CN113360643A

CN113360643A - Electronic medical record data quality evaluation method based on short text classification

Info

Publication number: CN113360643A
Application number: CN202110587641.1A
Authority: CN
Inventors: 叶方全; 陈逸龙
Original assignee: Guangzhou Tianpeng Computer Technology Co ltd; Chongqing Nanpeng Artificial Intelligence Technology Research Institute Co ltd
Current assignee: Guangzhou Tianpeng Computer Technology Co ltd; Chongqing Nanpeng Artificial Intelligence Technology Research Institute Co ltd
Priority date: 2021-05-27
Filing date: 2021-05-27
Publication date: 2021-09-07

Abstract

The invention discloses an electronic medical record data quality evaluation method based on short text classification, which comprises the following steps: s1: processing data; s2: according to the identification; s3: and (5) evaluating the quality. The invention provides a short text classification-based method, which comprises the steps of splitting an original text of an electronic medical record into shorter sentences, constructing a BilSTM-Attention model to classify the short sentences, and finally performing corresponding evaluation according to whether a classification result is consistent with diagnosis or not. The method provided by the invention does not need to manually process the original text of the electronic medical record, thereby not only saving the labor and time cost, but also reducing the requirements on professional medical personnel. Meanwhile, the deep learning model can make full use of massive electronic medical record data to effectively classify the split sentences, so that reasonable evaluation is made.

Description

Electronic medical record data quality evaluation method based on short text classification

Technical Field

The invention belongs to the technical field of electronic medical record data quality evaluation, and particularly relates to an electronic medical record data quality evaluation method based on short text classification.

Background

With the advent of the big data era, computer network technology is widely applied to the medical field, and various medical institutions collect massive electronic medical record data through an information management system to replace traditional handwritten paper medical records. The electronic medical record records the whole process of diagnosis and treatment of a patient by a doctor, contains information such as symptoms, signs, diagnosis, prescription and the like, and has great potential value in the fields of auxiliary diagnosis, risk prediction, medicine recommendation and the like. However, due to the limited data management level of the medical institution and the insufficient diagnosis and treatment capability of the doctor, a large amount of non-standard description texts exist in the electronic medical record data, so that the recorded information is inaccurate and incomplete, and the efficiency and the quality of medical research and product development are directly influenced. Therefore, data quality evaluation needs to be performed on the electronic medical records, and the electronic medical records with high quality are screened based on the data quality evaluation, so that interference of noise information and redundant information is reduced, which is of great significance for completing tasks such as medical data analysis, prediction model research, auxiliary system development and the like.
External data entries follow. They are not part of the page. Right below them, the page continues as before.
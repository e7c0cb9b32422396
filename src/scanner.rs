//! Instruction cursor over the program text.
//!
//! The scanner hands out one character at a time and can reposition itself
//! onto a bracket. The plain `seek_*` methods search for the textually nearest
//! occurrence of a character and know nothing about nesting; the
//! `seek_matching_*` methods count depth and land on the balanced partner.

/// Read position over a program's characters.
#[derive(Debug, Clone)]
pub struct Scanner {
    source: Vec<char>,
    // None until the first `advance`.
    position: Option<usize>,
}

impl Scanner {
    pub fn new(source: &str) -> Self {
        Self {
            source: source.chars().collect(),
            position: None,
        }
    }

    /// Index of the last consumed character, or `None` before the first `advance`.
    pub fn position(&self) -> Option<usize> {
        self.position
    }

    pub fn len(&self) -> usize {
        self.source.len()
    }

    pub fn is_empty(&self) -> bool {
        self.source.is_empty()
    }

    fn next_index(&self) -> usize {
        self.position.map_or(0, |p| p + 1)
    }

    pub fn has_next(&self) -> bool {
        self.next_index() < self.source.len()
    }

    /// Step to the next character and return it, or `None` once exhausted.
    pub fn advance(&mut self) -> Option<char> {
        let next = self.next_index();
        let ch = *self.source.get(next)?;
        self.position = Some(next);
        Some(ch)
    }

    /// Move onto the first `target` at or after the current position.
    ///
    /// Returns `false` and leaves the position alone when there is none.
    pub fn seek_forward(&mut self, target: char) -> bool {
        let start = self.position.unwrap_or(0);
        let found = self.source[start.min(self.source.len())..]
            .iter()
            .position(|&c| c == target)
            .map(|offset| start + offset);
        self.land(found)
    }

    /// Move onto the first `target` at or before the current position.
    ///
    /// Returns `false` and leaves the position alone when there is none.
    pub fn seek_back(&mut self, target: char) -> bool {
        let Some(start) = self.position else {
            return false;
        };
        let found = self.source[..=start].iter().rposition(|&c| c == target);
        self.land(found)
    }

    /// Move from the `[` under the position onto its depth-balanced `]`.
    pub fn seek_matching_forward(&mut self) -> bool {
        let Some(start) = self.position else {
            return false;
        };
        let mut depth = 0usize;
        let mut found = None;
        for (i, &c) in self.source.iter().enumerate().skip(start) {
            match c {
                '[' => depth += 1,
                ']' => {
                    depth = depth.saturating_sub(1);
                    if depth == 0 {
                        found = Some(i);
                        break;
                    }
                }
                _ => {}
            }
        }
        self.land(found)
    }

    /// Move from the `]` under the position back onto its depth-balanced `[`.
    pub fn seek_matching_back(&mut self) -> bool {
        let Some(start) = self.position else {
            return false;
        };
        let mut depth = 0usize;
        let mut found = None;
        for i in (0..=start).rev() {
            match self.source[i] {
                ']' => depth += 1,
                '[' => {
                    depth = depth.saturating_sub(1);
                    if depth == 0 {
                        found = Some(i);
                        break;
                    }
                }
                _ => {}
            }
        }
        self.land(found)
    }

    fn land(&mut self, found: Option<usize>) -> bool {
        match found {
            Some(i) => {
                self.position = Some(i);
                true
            }
            None => false,
        }
    }
}
use criterion::{black_box, criterion_group, criterion_main, BatchSize, Criterion};
use rand::rngs::StdRng;
use rand::{Rng, SeedableRng};

use kinfit::constants::{TOP_MASS, W_MASS};
use kinfit::constraints::Constraint;
use kinfit::fit_particle::Parametrization;
use kinfit::four_momentum::FourMomentum;
use kinfit::hypotheses::{DecayChannel, Measurement, TopFitConfig, TopKinFitter};
use kinfit::kin_fitter::{FitParams, KinFitter};
use nalgebra::{DMatrix, DVector};

/// Massless jet at `η = 0` recoiling against `system` so that the total mass is `mass`.
fn recoil(system: &FourMomentum, mass: f64) -> FourMomentum {
    let phi = system.phi() + std::f64::consts::PI;
    let denom = 2.0 * (system.e() - system.px() * phi.cos() - system.py() * phi.sin());
    FourMomentum::from_pt_eta_phi_m((mass * mass - system.m2()) / denom, 0.0, phi, 0.0)
}

fn pair(pt1: f64, pt2: f64, phi1: f64, mass: f64) -> (FourMomentum, FourMomentum) {
    let dphi = (1.0 - mass * mass / (2.0 * pt1 * pt2)).acos();
    (
        FourMomentum::from_pt_eta_phi_m(pt1, 0.0, phi1, 0.0),
        FourMomentum::from_pt_eta_phi_m(pt2, 0.0, phi1 + dphi, 0.0),
    )
}

/// Uniform smearing of pT (±`rel`) and φ (±`dphi`).
#[inline]
fn smear(rng: &mut StdRng, p: &FourMomentum, rel: f64, dphi: f64) -> FourMomentum {
    FourMomentum::from_pt_eta_phi_m(
        p.pt() * (1.0 + rng.random_range(-rel..=rel)),
        p.eta(),
        p.phi() + rng.random_range(-dphi..=dphi),
        p.m().max(0.0),
    )
}

fn jet_cov() -> DMatrix<f64> {
    DMatrix::from_diagonal(&DVector::from_vec(vec![25.0, 0.0025, 0.0025]))
}

/// Two-jet W-mass fit, the smallest meaningful problem.
fn bench_w_mass_fit(c: &mut Criterion) {
    let mut rng = StdRng::seed_from_u64(0xDEADBEEF);
    let samples = 1_000usize;

    let mut fitter = KinFitter::new(FitParams::default());
    let q = fitter.add_particle("q", Parametrization::EtEtaPhi);
    let qbar = fitter.add_particle("qbar", Parametrization::EtEtaPhi);
    fitter
        .add_constraint(Constraint::invariant_mass("W mass", &[q, qbar], W_MASS))
        .unwrap();
    let cov = jet_cov();

    c.bench_function("kin_fit/w_mass_etetaphi", |b| {
        b.iter_batched(
            || {
                (0..samples)
                    .map(|_| {
                        let (p1, p2) = pair(50.0, 40.0, rng.random_range(-3.0..3.0), W_MASS);
                        (smear(&mut rng, &p1, 0.1, 0.05), smear(&mut rng, &p2, 0.1, 0.05))
                    })
                    .collect::<Vec<_>>()
            },
            |cases| {
                for (p1, p2) in cases {
                    fitter.initialize(q, &p1, &cov).unwrap();
                    fitter.initialize(qbar, &p2, &cov).unwrap();
                    black_box(fitter.fit().unwrap());
                }
            },
            BatchSize::LargeInput,
        )
    });
}

/// Full semi-leptonic hypothesis with the default parametrizations and four constraints.
fn bench_semileptonic(c: &mut Criterion) {
    let mut rng = StdRng::seed_from_u64(0xC0FFEE);
    let samples = 200usize;

    let channel = DecayChannel::SemiLeptonic;
    let config = TopFitConfig::for_channel(channel);
    let mut fitter = TopKinFitter::new(channel, &config).unwrap();

    c.bench_function("kin_fit/semileptonic_default", |b| {
        b.iter_batched(
            || {
                (0..samples)
                    .map(|_| {
                        let (p, q) = pair(50.0, 40.0, rng.random_range(-3.0..3.0), W_MASS);
                        let hb = recoil(&(p + q), TOP_MASS);
                        let (l, n) = pair(50.0, 45.0, rng.random_range(-3.0..3.0), W_MASS);
                        let lb = recoil(&(l + n), TOP_MASS);

                        [hb, p, q, lb, l, n]
                            .iter()
                            .zip(channel.roles())
                            .map(|(p4, role)| {
                                let p4 = smear(&mut rng, p4, 0.05, 0.02);
                                let param = config.parametrization_of(role.object_class());
                                let sigma = match param {
                                    Parametrization::EMomDev => vec![0.1 / p4.p(), 0.05, 0.05, 0.1],
                                    _ => vec![0.1, 0.05, 0.05],
                                };
                                Measurement::with_resolutions(p4, &sigma)
                            })
                            .collect::<Vec<_>>()
                    })
                    .collect::<Vec<_>>()
            },
            |cases| {
                for candidate in cases {
                    black_box(fitter.fit_candidate(&candidate));
                }
            },
            BatchSize::LargeInput,
        )
    });
}

criterion_group!(benches, bench_w_mass_fit, bench_semileptonic);
criterion_main!(benches);
//! # Particle parametrizations
//!
//! A [`Parametrization`] selects which physical quantities form the **free, adjustable
//! basis** of a particle in the fit. The fitter works exclusively in that basis: the
//! measurement covariance is expressed in it, corrections are added to it, and the
//! Jacobian towards Cartesian `(px, py, pz, E)` links it to the constraints.
//!
//! ## Supported bases
//!
//! | Variant          | Free parameters       | Held fixed                |
//! |------------------|-----------------------|---------------------------|
//! | `EtEtaPhi`       | `E_T, η, φ`           | mass                      |
//! | `EtThetaPhi`     | `E_T, θ, φ`           | mass                      |
//! | `InvPThetaPhi`   | `1/|p|, θ, φ`         | mass                      |
//! | `EMomDev`        | `1/|p|, θ, φ, d`      | reference mass (`E = d·sqrt(p²+m²)`) |
//! | `EScaledMomDev`  | `a, θ, φ`             | mass and measured `|p|` (`|p| = a·|p_meas|`) |
//!
//! Quantities "held fixed" are read from the measured four-momentum when the particle
//! is initialized and stored in a [`ParamReference`].
//!
//! The choice matters for the fit: corrections are additive in parameter space, so the
//! same constraint can converge faster (or slower) depending on how linear it is in the
//! chosen basis.

use std::fmt;
use std::str::FromStr;

use nalgebra::{DMatrix, DVector};
use serde::{Deserialize, Serialize};

use crate::{
    constants::{GeV, MOMENTUM_EPS},
    four_momentum::FourMomentum,
    kinfit_errors::KinFitError,
};

/// Free-parameter basis of a fitted particle.
#[derive(Debug, Clone, Copy, PartialEq, Eq, Hash, Serialize, Deserialize)]
#[serde(rename_all = "snake_case")]
pub enum Parametrization {
    EtEtaPhi,
    EtThetaPhi,
    InvPThetaPhi,
    EMomDev,
    EScaledMomDev,
}

/// Quantities captured from the measured four-momentum and held fixed during the fit.
#[derive(Debug, Clone, Copy, PartialEq)]
pub struct ParamReference {
    /// Mass of the measured four-momentum (negative `m²` is clamped to zero).
    pub mass: GeV,
    /// Measured momentum magnitude, used by [`Parametrization::EScaledMomDev`].
    pub momentum: GeV,
}
//! # Parametrized particles
//!
//! This module defines [`FitParticle`], the unit the kinematic fitter adjusts. A particle
//! couples a four-momentum with a [`Parametrization`] and a covariance matrix expressed
//! over that parametrization's free parameters.
//!
//! ## Lifecycle
//!
//! 1. **Setup** – created once by the fit engine with a name and a parametrization
//!    ([`KinFitter::add_particle`](crate::kin_fitter::KinFitter::add_particle)).
//! 2. **Initialization** – per candidate, [`FitParticle::initialize`] projects the measured
//!    four-momentum into the free-parameter basis and stores the covariance.
//! 3. **Iteration** – the engine reads [`FitParticle::jacobian_to_cartesian`] and pushes
//!    corrections through [`FitParticle::apply_update`].
//! 4. **Extraction** – the fitted four-momentum is read from
//!    [`FitParticle::current_four_momentum`].
//!
//! The measured parameter vector is kept alongside the current one, so the engine can
//! restart every fit from the measurement with [`FitParticle::reset`].
//!
//! ## See also
//! ------------
//! * [`Parametrization`] – Free-parameter bases and their Jacobians.
//! * [`Constraint`](crate::constraints::Constraint) – Consumers of the Cartesian Jacobian.

pub mod parametrization;

use std::fmt;

use nalgebra::{DMatrix, DVector};

use crate::{
    four_momentum::FourMomentum,
    kinfit_errors::KinFitError,
    linalg::check_covariance,
};

pub use parametrization::{ParamReference, Parametrization};

/// Stable handle of a particle inside a [`KinFitter`](crate::kin_fitter::KinFitter).
#[derive(Debug, Clone, Copy, PartialEq, Eq, Hash, PartialOrd, Ord)]
pub struct ParticleId(pub(crate) usize);

impl ParticleId {
    pub fn index(&self) -> usize {
        self.0
    }
}

impl fmt::Display for ParticleId {
    fn fmt(&self, f: &mut fmt::Formatter<'_>) -> fmt::Result {
        write!(f, "#{}", self.0)
    }
}

#[derive(Debug, Clone, PartialEq)]
struct ParticleState {
    reference: ParamReference,
    measured_momentum: FourMomentum,
    measured: DVector<f64>,
    current: DVector<f64>,
    covariance: DMatrix<f64>,
}

/// A particle with a free-parameter basis and a measurement covariance.
#[derive(Debug, Clone, PartialEq)]
pub struct FitParticle {
    name: String,
    parametrization: Parametrization,
    state: Option<ParticleState>,
}

impl FitParticle {
    pub fn new(name: impl Into<String>, parametrization: Parametrization) -> Self {
        FitParticle {
            name: name.into(),
            parametrization,
            state: None,
        }
    }

    pub fn name(&self) -> &str {
        &self.name
    }

    pub fn parametrization(&self) -> Parametrization {
        self.parametrization
    }

    pub fn n_params(&self) -> usize {
        self.parametrization.n_params()
    }

    pub fn is_initialized(&self) -> bool {
        self.state.is_some()
    }

    /// Initialize the particle from a measurement.
    ///
    /// The measured four-momentum is projected into the particle's parametrization, which
    /// becomes both the measured and the current parameter vector.
    ///
    /// Arguments
    /// -----------------
    /// * `measured`: measured four-momentum (GeV).
    /// * `covariance`: covariance over the free parameters, in the parametrization's own
    ///   basis (e.g. `σ(E_T)², σ(η)², σ(φ)²` on the diagonal for [`Parametrization::EtEtaPhi`]).
    ///
    /// Return
    /// ----------
    /// * `Ok(())`, or a configuration error when the covariance has the wrong dimension, is not
    ///   symmetric positive semi-definite, or when the parametrization is degenerate at
    ///   `measured`. On error the previous state of the particle is left untouched.
    ///
    /// Note
    /// ----------
    /// * A zero covariance is accepted here: it is a valid (if extreme) claim of infinite
    ///   precision, which the fit engine reports as a numerical failure.
    pub fn initialize(
        &mut self,
        measured: &FourMomentum,
        covariance: &DMatrix<f64>,
    ) -> Result<(), KinFitError> {
        if !measured.is_finite() {
            return Err(KinFitError::NonFiniteMomentum(self.name.clone()));
        }

        let n = self.n_params();
        if covariance.shape() != (n, n) {
            return Err(KinFitError::CovarianceDimension {
                particle: self.name.clone(),
                expected: n,
                found: covariance.nrows(),
                found_cols: covariance.ncols(),
            });
        }

        check_covariance(covariance).map_err(|defect| KinFitError::InvalidCovariance {
            particle: self.name.clone(),
            reason: defect.to_string(),
        })?;

        let (y, reference) = self.parametrization.project(measured).map_err(|reason| {
            KinFitError::DegenerateParametrization {
                particle: self.name.clone(),
                parametrization: self.parametrization.to_string(),
                reason: reason.to_string(),
            }
        })?;

        self.state = Some(ParticleState {
            reference,
            measured_momentum: *measured,
            measured: y.clone(),
            current: y,
            covariance: covariance.clone(),
        });
        Ok(())
    }

    fn state(&self) -> Result<&ParticleState, KinFitError> {
        self.state
            .as_ref()
            .ok_or_else(|| KinFitError::ParticleNotInitialized(self.name.clone()))
    }

    /// Four-momentum implied by the current parameters.
    ///
    /// While no correction has been applied this is the measured four-momentum itself,
    /// bit for bit, rather than its round trip through the parametrization.
    pub fn current_four_momentum(&self) -> Result<FourMomentum, KinFitError> {
        let st = self.state()?;
        if st.current == st.measured {
            return Ok(st.measured_momentum);
        }
        Ok(self
            .parametrization
            .four_momentum(&st.current, &st.reference))
    }

    pub fn measured_four_momentum(&self) -> Result<FourMomentum, KinFitError> {
        Ok(self.state()?.measured_momentum)
    }

    /// `4 × n_params` Jacobian `∂(px, py, pz, E)/∂y` at the current parameters.
    pub fn jacobian_to_cartesian(&self) -> Result<DMatrix<f64>, KinFitError> {
        let st = self.state()?;
        Ok(self.parametrization.jacobian(&st.current, &st.reference))
    }

    /// Add `delta` to the current parameter vector.
    ///
    /// Return
    /// ----------
    /// * `Err(KinFitError::UpdateDimension)` when `delta` does not have `n_params` entries.
    pub fn apply_update(&mut self, delta: &DVector<f64>) -> Result<(), KinFitError> {
        let name = &self.name;
        let st = self
            .state
            .as_mut()
            .ok_or_else(|| KinFitError::ParticleNotInitialized(name.clone()))?;
        if delta.len() != st.current.len() {
            return Err(KinFitError::UpdateDimension {
                particle: name.clone(),
                expected: st.current.len(),
                found: delta.len(),
            });
        }
        st.current += delta;
        Ok(())
    }

    /// Restore the measured parameters as the current ones.
    pub fn reset(&mut self) {
        if let Some(st) = self.state.as_mut() {
            st.current.copy_from(&st.measured);
        }
    }

    pub fn current_params(&self) -> Result<&DVector<f64>, KinFitError> {
        Ok(&self.state()?.current)
    }

    pub fn measured_params(&self) -> Result<&DVector<f64>, KinFitError> {
        Ok(&self.state()?.measured)
    }

    pub fn covariance(&self) -> Result<&DMatrix<f64>, KinFitError> {
        Ok(&self.state()?.covariance)
    }

    /// Deviation `y − y₀` of the current parameters from the measured ones.
    pub fn deviation(&self) -> Result<DVector<f64>, KinFitError> {
        let st = self.state()?;
        Ok(&st.current - &st.measured)
    }
}

impl fmt::Display for FitParticle {
    fn fmt(&self, f: &mut fmt::Formatter<'_>) -> fmt::Result {
        write!(f, "{} [{}]", self.name, self.parametrization)?;
        match self.current_four_momentum() {
            Ok(p4) => write!(f, " {p4:#}"),
            Err(_) => write!(f, " (uninitialized)"),
        }
    }
}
The existing electronic medical record data quality evaluation methods mainly comprise two methods, one is a manual evaluation method, and the other is a method combining information extraction and identification. In the manual evaluation method, professional medical personnel directly check each electronic medical record, and the clinical diagnosis and treatment experience of the professional medical personnel confirms whether the electronic medical record has the problems of inaccurate description, incomplete diagnosis, insufficient basis and the like, so that reliable evaluation is performed. This method has an advantage in that the evaluation results are stable and effective, and a disadvantage in that the labor and time costs are very high. The method of information extraction and basis identification firstly utilizes a question-answering system to extract key information of a patient from an electronic medical record, then establishes a basis identification model through machine learning algorithms such as logistic regression, decision trees, random forests and the like, and evaluates the electronic medical record according to whether the key information can improve sufficient diagnosis basis. The method has the advantages that a large number of electronic medical records can be efficiently processed, labor and time cost is saved, and the method has the defect that the representation according to the recognition model is greatly dependent on the quality of an information extraction result. The information extraction is firstly carried out by medical experts to design rules and formulate standards, then structured data are matched from an original text, and finally the structured data are subjected to standardization processing, so that the obtained result has high uncertainty. Due to the obvious shortcomings of both methods, the data quality evaluation of the electronic medical record is still a challenge at present.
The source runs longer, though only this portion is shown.